MAI DIRE RAI! RENZIANI E GRILLINI ALLEATI PER IMPALLINARE GIGGINO GUBITOSI

1 - I RENZIANI E IL DEBITO RAI
Aldo Fontanarosa e Landro Palestrini per "Repubblica.it"


Davanti ai parlamentari della commissione che vigila sulla Rai, Luigi Gubitosi è costretto ad un'ammissione rilevante. In un certo senso drammatica, di questi tempi.
L'indebitamento della televisione di Stato è ancora una macchina in corsa. A fine anno - rivela il direttore generale di Viale Mazzini - la montagna del debito sarà alta tra i 500 e i 600 milioni: "Credo che 550 milioni potrebbe essere il numero giusto". Gubitosi spiega che la cifra non è una sorpresa, anzi.

Il nuovo Piano Industriale l'ha messa in preventivo. E alcune spese di oggi - per i prepensionamenti dei dipendenti anziani e per lo svecchiamento delle tecnologie - produrranno importanti risparmi nei bilanci di domani. Ma il numero resta imponente.
Se ne sono accorti i parlamentari renziani, che vogliono inchiodare l'attuale vertice della Rai e forse lo stesso governo Letta all'emergenza indebitamento della televisone di Stato. Prendete Michele Anzaldi. Il deputato del Pd (renziano appunto) chiede conto alla Rai del suo rosso ad ogni dichiarazione pubblica, quasi ad ogni intervento in aula, forte di ottime fonti.
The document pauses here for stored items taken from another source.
use serde_json::{json, Map, Value as JsonValue};
use std::collections::HashMap;

use super::attribute::Attribute;
use super::value::NullableValue;

/// A declared request parameter
#[derive(Debug, Clone, Copy, PartialEq, Eq)]
pub struct Parameter {
    pub attribute: Attribute,
    pub required: bool,
}

impl Parameter {
    pub const fn required(attribute: Attribute) -> Self {
        Self {
            attribute,
            required: true,
        }
    }

    pub const fn optional(attribute: Attribute) -> Self {
        Self {
            attribute,
            required: false,
        }
    }
}

/// Ordered parameters accepted by one operation. The optional `help` flag is always last.
#[derive(Debug, Clone, PartialEq, Eq)]
pub struct ParameterModel {
    parameters: Vec<Parameter>,
}

impl ParameterModel {
    pub fn new(parameters: impl IntoIterator<Item = Parameter>) -> Self {
        let mut parameters: Vec<Parameter> = parameters
            .into_iter()
            .filter(|p| p.attribute != Attribute::Help)
            .collect();
        parameters.push(Parameter::optional(Attribute::Help));
        Self { parameters }
    }

    pub fn parameters(&self) -> &[Parameter] {
        &self.parameters
    }

    pub fn get(&self, attribute: Attribute) -> Option<&Parameter> {
        self.parameters.iter().find(|p| p.attribute == attribute)
    }

    /// `{name: {"type": kind, "required": bool}}` for every declared parameter except help
    pub fn help(&self) -> JsonValue {
        let mut out = Map::new();
        for p in self.parameters.iter().filter(|p| p.attribute != Attribute::Help) {
            out.insert(
                p.attribute.as_str().to_string(),
                json!({ "type": p.attribute.kind(), "required": p.required }),
            );
        }
        JsonValue::Object(out)
    }
}

impl Default for ParameterModel {
    fn default() -> Self {
        Self::new([])
    }
}

/// Bound request parameters, one entry per declared attribute
#[derive(Debug, Clone, Default, PartialEq)]
pub struct Input {
    values: HashMap<Attribute, NullableValue>,
}

impl Input {
    pub fn new() -> Self {
        Self::default()
    }

    /// Value for `attribute`; absent when it was never bound
    pub fn get(&self, attribute: Attribute) -> NullableValue {
        self.values
            .get(&attribute)
            .cloned()
            .unwrap_or_else(|| NullableValue::new(attribute))
    }

    pub fn get_mut(&mut self, attribute: Attribute) -> &mut NullableValue {
        self.values
            .entry(attribute)
            .or_insert_with(|| NullableValue::new(attribute))
    }

    /// Replace the value stored for the value's own attribute
    pub fn set(&mut self, value: NullableValue) -> &mut Self {
        self.values.insert(value.attribute(), value);
        self
    }

    /// Builder form used when one handler prepares input for another
    pub fn with(mut self, value: NullableValue) -> Self {
        self.set(value);
        self
    }

    pub fn contains(&self, attribute: Attribute) -> bool {
        self.values.contains_key(&attribute)
    }

    pub fn wants_help(&self) -> bool {
        self.values
            .get(&Attribute::Help)
            .map(NullableValue::is_valid)
            .unwrap_or(false)
    }
}
pub mod manager;
pub mod transaction;

pub use manager::{DatabaseError, DatabaseManager};
pub use transaction::{CommitKey, Ownership, Transaction, TransactionError};
use futures::future::BoxFuture;
use serde_json::Value;

use super::context::ApiContext;
use crate::auth::AccessRole;
use crate::error::ApiError;
use crate::params::{Input, Parameter, ParameterModel};

/// Handler output, or every problem found
pub type HandlerResult = Result<Value, Vec<ApiError>>;

/// Business logic behind an endpoint. Handlers may call each other directly with the
/// same context; they then share its transaction.
pub type Handler = for<'a> fn(&'a ApiContext, Input) -> BoxFuture<'a, HandlerResult>;

/// One API operation: path name, parameters, required role and handler
pub struct Endpoint {
    pub name: &'static str,
    pub model: ParameterModel,
    pub role: AccessRole,
    pub handler: Handler,
}

impl Endpoint {
    pub fn new(
        name: &'static str,
        parameters: impl IntoIterator<Item = Parameter>,
        role: AccessRole,
        handler: Handler,
    ) -> Self {
        Self {
            name,
            model: ParameterModel::new(parameters),
            role,
            handler,
        }
    }

    pub fn path(&self) -> String {
        format!("/{}", self.name)
    }
}

impl std::fmt::Debug for Endpoint {
    fn fmt(&self, f: &mut std::fmt::Formatter<'_>) -> std::fmt::Result {
        f.debug_struct("Endpoint")
            .field("name", &self.name)
            .field("role", &self.role)
            .field("model", &self.model)
            .finish()
    }
}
Dall'interno della Rai, qualcuno fornisce ad Anzaldi le frecce da scagliare contro Gubitosi. E' lo stesso direttore generale della tv pubblica a svelarlo, nell'ultima riunione della Vigilanza Rai: "Immagino che lei avrà avuto questo dato dei 550 milioni di indebitamento dall'interno dell'azienda", dice Gubitosi a denti stretti, "e sicuramente sarà un numero buono".

Insomma. E' al via una partita molto complicata. Da una parte ci sono molti renziani e molti parlamentari dei 5 Stelle che remano contro Gubitosi (sostenuti da un pezzo influente della Rai che non crede più nel direttore generale tecnico, scelto dal governo Monti); e dall'altra ci sono Gubitosi e la presidente Tarantola convinti di aver avviato comunque un processo virtuoso di riforma dell'azienda.
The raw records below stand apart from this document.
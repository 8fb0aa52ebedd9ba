use sqlx::postgres::{PgArguments, PgQueryResult, PgRow, PgStatement};
use sqlx::query::Query;
use sqlx::{Executor, PgPool, Postgres};
use std::sync::atomic::{AtomicU64, Ordering};
use std::sync::Arc;
use thiserror::Error;
use tokio::sync::Mutex;
use tracing::debug;

const INCOMPLETE: &str = "transaction did not complete properly";

static KEY_SEQUENCE: AtomicU64 = AtomicU64::new(0);

#[derive(Debug, Error)]
pub enum TransactionError {
    #[error("transaction has not been started")]
    NotStarted,

    #[error("invalid key")]
    InvalidKey,

    #[error(transparent)]
    Sqlx(#[from] sqlx::Error),
}

/// Capability to finalize a transaction. Only [`Transaction::start`] creates one.
#[derive(Debug, PartialEq, Eq)]
pub struct CommitKey {
    id: u64,
}

/// What the caller of [`Transaction::start`] may do with the transaction
#[derive(Debug, PartialEq, Eq)]
pub enum Ownership {
    /// The caller opened the transaction and must commit or roll it back
    Owner(CommitKey),
    /// Someone else owns it; commit and rollback are no-ops
    Joined,
}

impl Ownership {
    pub fn is_owner(&self) -> bool {
        matches!(self, Ownership::Owner(_))
    }
}

/// Key bookkeeping for one transaction
#[derive(Debug, Default)]
struct Lease {
    held: Option<u64>,
}

impl Lease {
    fn is_held(&self) -> bool {
        self.held.is_some()
    }

    /// Issue a fresh key, or `None` when one is already out
    fn acquire(&mut self) -> Option<CommitKey> {
        if self.held.is_some() {
            return None;
        }
        let id = next_key_id();
        self.held = Some(id);
        Some(CommitKey { id })
    }

    /// Check a key against the held one without releasing it
    fn verify(&self, key: &CommitKey) -> Result<(), TransactionError> {
        match self.held {
            None => Err(TransactionError::NotStarted),
            Some(id) if id == key.id => Ok(()),
            Some(_) => Err(TransactionError::InvalidKey),
        }
    }

    fn release(&mut self) {
        self.held = None;
    }
}

/// Time-derived, process-unique, never zero
fn next_key_id() -> u64 {
    let nanos = std::time::SystemTime::now()
        .duration_since(std::time::UNIX_EPOCH)
        .map(|d| d.as_nanos() as u64)
        .unwrap_or_default();
    let seq = KEY_SEQUENCE.fetch_add(1, Ordering::Relaxed);
    (nanos.wrapping_add(seq) << 1) | 1
}

/// Work deferred until the owner commits
type CommitHook = Box<dyn FnOnce() + Send>;

struct State {
    tx: Option<sqlx::Transaction<'static, Postgres>>,
    lease: Lease,
    last_error: Option<String>,
    on_commit: Vec<CommitHook>,
}

/// A database transaction shared by every handler taking part in one request.
///
/// Cloning the handle shares the same underlying transaction. The first caller of
/// [`start`](Self::start) owns it; nested callers join and their commit or rollback
/// calls do nothing, so a composite operation commits or aborts as a whole.
#[derive(Clone)]
pub struct Transaction {
    pool: PgPool,
    state: Arc<Mutex<State>>,
}

impl Transaction {
    pub fn new(pool: PgPool) -> Self {
        Self {
            pool,
            state: Arc::new(Mutex::new(State {
                tx: None,
                lease: Lease::default(),
                last_error: None,
                on_commit: Vec::new(),
            })),
        }
    }

    /// Begin, or join when already begun
    pub async fn start(&self) -> Result<Ownership, TransactionError> {
        let mut state = self.state.lock().await;
        state.last_error = Some(INCOMPLETE.to_string());

        if state.lease.is_held() {
            debug!("Reusing transaction");
            return Ok(Ownership::Joined);
        }

        debug!("Creating new transaction");
        let tx = self.pool.begin().await.map_err(|e| {
            state.last_error = Some(e.to_string());
            TransactionError::from(e)
        })?;
        state.tx = Some(tx);
        state.on_commit.clear();
        Ok(state
            .lease
            .acquire()
            .map(Ownership::Owner)
            .unwrap_or(Ownership::Joined))
    }

    pub async fn commit(&self, ownership: Ownership) -> Result<(), TransactionError> {
        let key = match ownership {
            Ownership::Joined => {
                self.state.lock().await.last_error = None;
                return Ok(());
            }
            Ownership::Owner(key) => key,
        };

        let mut state = self.state.lock().await;
        if let Err(e) = state.lease.verify(&key) {
            state.last_error = Some(e.to_string());
            return Err(e);
        }
        state.lease.release();
        let tx = state.tx.take().ok_or(TransactionError::NotStarted)?;
        let hooks = std::mem::take(&mut state.on_commit);
        match tx.commit().await {
            Ok(()) => {
                state.last_error = None;
                drop(state);
                for hook in hooks {
                    hook();
                }
                Ok(())
            }
            Err(e) => {
                state.last_error = Some(e.to_string());
                Err(e.into())
            }
        }
    }

    pub async fn rollback(&self, ownership: Ownership) -> Result<(), TransactionError> {
        let key = match ownership {
            Ownership::Joined => return Ok(()),
            Ownership::Owner(key) => key,
        };

        let mut state = self.state.lock().await;
        if let Err(e) = state.lease.verify(&key) {
            state.last_error = Some(e.to_string());
            return Err(e);
        }
        state.lease.release();
        state.on_commit.clear();
        let tx = state.tx.take().ok_or(TransactionError::NotStarted)?;
        tx.rollback().await.map_err(TransactionError::from)
    }

    /// Run `hook` after the owner commits successfully. Discarded on rollback or a
    /// failed commit; a joined commit leaves it queued for the owner.
    pub async fn on_commit(&self, hook: impl FnOnce() + Send + 'static) {
        self.state.lock().await.on_commit.push(Box::new(hook));
    }

    pub async fn is_started(&self) -> bool {
        self.state.lock().await.lease.is_held()
    }

    /// True once the work has been committed (or joined cleanly) with no error reported since
    pub async fn is_complete(&self) -> bool {
        self.state.lock().await.last_error.is_none()
    }

    /// Mark the transaction as incomplete again
    pub async fn resume(&self) {
        self.state.lock().await.last_error = Some(INCOMPLETE.to_string());
    }

    /// Record an error against the transaction
    pub async fn report(&self, message: impl Into<String>) {
        self.state.lock().await.last_error = Some(message.into());
    }

    pub async fn last_error(&self) -> Option<String> {
        self.state.lock().await.last_error.clone()
    }

    pub async fn execute<'q>(
        &self,
        query: Query<'q, Postgres, PgArguments>,
    ) -> Result<PgQueryResult, TransactionError> {
        let mut state = self.state.lock().await;
        let State { tx, last_error, .. } = &mut *state;
        let tx = tx.as_mut().ok_or(TransactionError::NotStarted)?;
        record(last_error, query.execute(&mut **tx).await)
    }

    pub async fn fetch_all<'q>(
        &self,
        query: Query<'q, Postgres, PgArguments>,
    ) -> Result<Vec<PgRow>, TransactionError> {
        let mut state = self.state.lock().await;
        let State { tx, last_error, .. } = &mut *state;
        let tx = tx.as_mut().ok_or(TransactionError::NotStarted)?;
        record(last_error, query.fetch_all(&mut **tx).await)
    }

    pub async fn fetch_optional<'q>(
        &self,
        query: Query<'q, Postgres, PgArguments>,
    ) -> Result<Option<PgRow>, TransactionError> {
        let mut state = self.state.lock().await;
        let State { tx, last_error, .. } = &mut *state;
        let tx = tx.as_mut().ok_or(TransactionError::NotStarted)?;
        record(last_error, query.fetch_optional(&mut **tx).await)
    }

    pub async fn fetch_one<'q>(
        &self,
        query: Query<'q, Postgres, PgArguments>,
    ) -> Result<PgRow, TransactionError> {
        let mut state = self.state.lock().await;
        let State { tx, last_error, .. } = &mut *state;
        let tx = tx.as_mut().ok_or(TransactionError::NotStarted)?;
        record(last_error, query.fetch_one(&mut **tx).await)
    }

    pub async fn prepare(&self, sql: &str) -> Result<PgStatement<'static>, TransactionError> {
        let mut state = self.state.lock().await;
        let State { tx, last_error, .. } = &mut *state;
        let tx = tx.as_mut().ok_or(TransactionError::NotStarted)?;
        let prepared = record(last_error, (&mut **tx).prepare(sql).await)?;
        Ok(sqlx::Statement::to_owned(&prepared))
    }

    pub async fn savepoint(&self, name: &str) -> Result<(), TransactionError> {
        let sql = format!("SAVEPOINT {}", savepoint_name(name));
        self.execute(sqlx::query(&sql)).await.map(|_| ())
    }

    pub async fn rollback_to_savepoint(&self, name: &str) -> Result<(), TransactionError> {
        let sql = format!("ROLLBACK TO SAVEPOINT {}", savepoint_name(name));
        self.execute(sqlx::query(&sql)).await.map(|_| ())
    }
}

fn record<T>(
    last_error: &mut Option<String>,
    result: Result<T, sqlx::Error>,
) -> Result<T, TransactionError> {
    result.map_err(|e| {
        *last_error = Some(e.to_string());
        e.into()
    })
}

/// Replace anything outside `[A-Za-z0-9_]` so the name is a bare identifier
fn savepoint_name(name: &str) -> String {
    name.chars()
        .map(|c| if c.is_ascii_alphanumeric() || c == '_' { c } else { '_' })
        .collect()
}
Ad osservare, al momento arbitro, c'è il premier Letta che registra lo scontro politico, senza prendere iniziative. A meno che il livello dell'indebitamento della Rai non raggiunga anche per lui livelli di guardia, non più accettabili.

2 - RAI: FICO, DOPO APPALTI VIGILANZA SI OCCUPERA' DI STIPENDI
(Adnkronos) - Dopo gli appalti, la commissione Vigilanza Rai si occupera' degli stipendi della tv pubblica. Lo annuncia, in una intervista a Il Fatto Quotidiano, il presidente della Vigilanza Roberto Fico. "Noi -spiega a proposito degli appalti- abbiamo il fascicolo sul tavolo, e ho chiesto che venga integrato con particolari che mancavano. La cifra, pero' e' quella, due miliardi. Enorme e con giustificazioni che non sempre trovano riscontro, almeno ad una prima lettura delle carte".

Ora gli appalti, e dopo? "La trasparenza sugli stipendi", risponde l'esponente del 5 Stelle, che aggiunge: "e' previsto dal regolamento". Le carte ancora non sono disponibili, "ma le abbiamo chieste e ci e' stato consegnato una sorta di redditometro per fasce. Vogliamo i nomi e i cognomi. E' previsto che su questo punto si riunisca una commissione paritetica, formata da quattro membri della Vigilanza e quattro del ministero. Ma la commissione e' data per dispersa da oltre un anno", conclude Fico.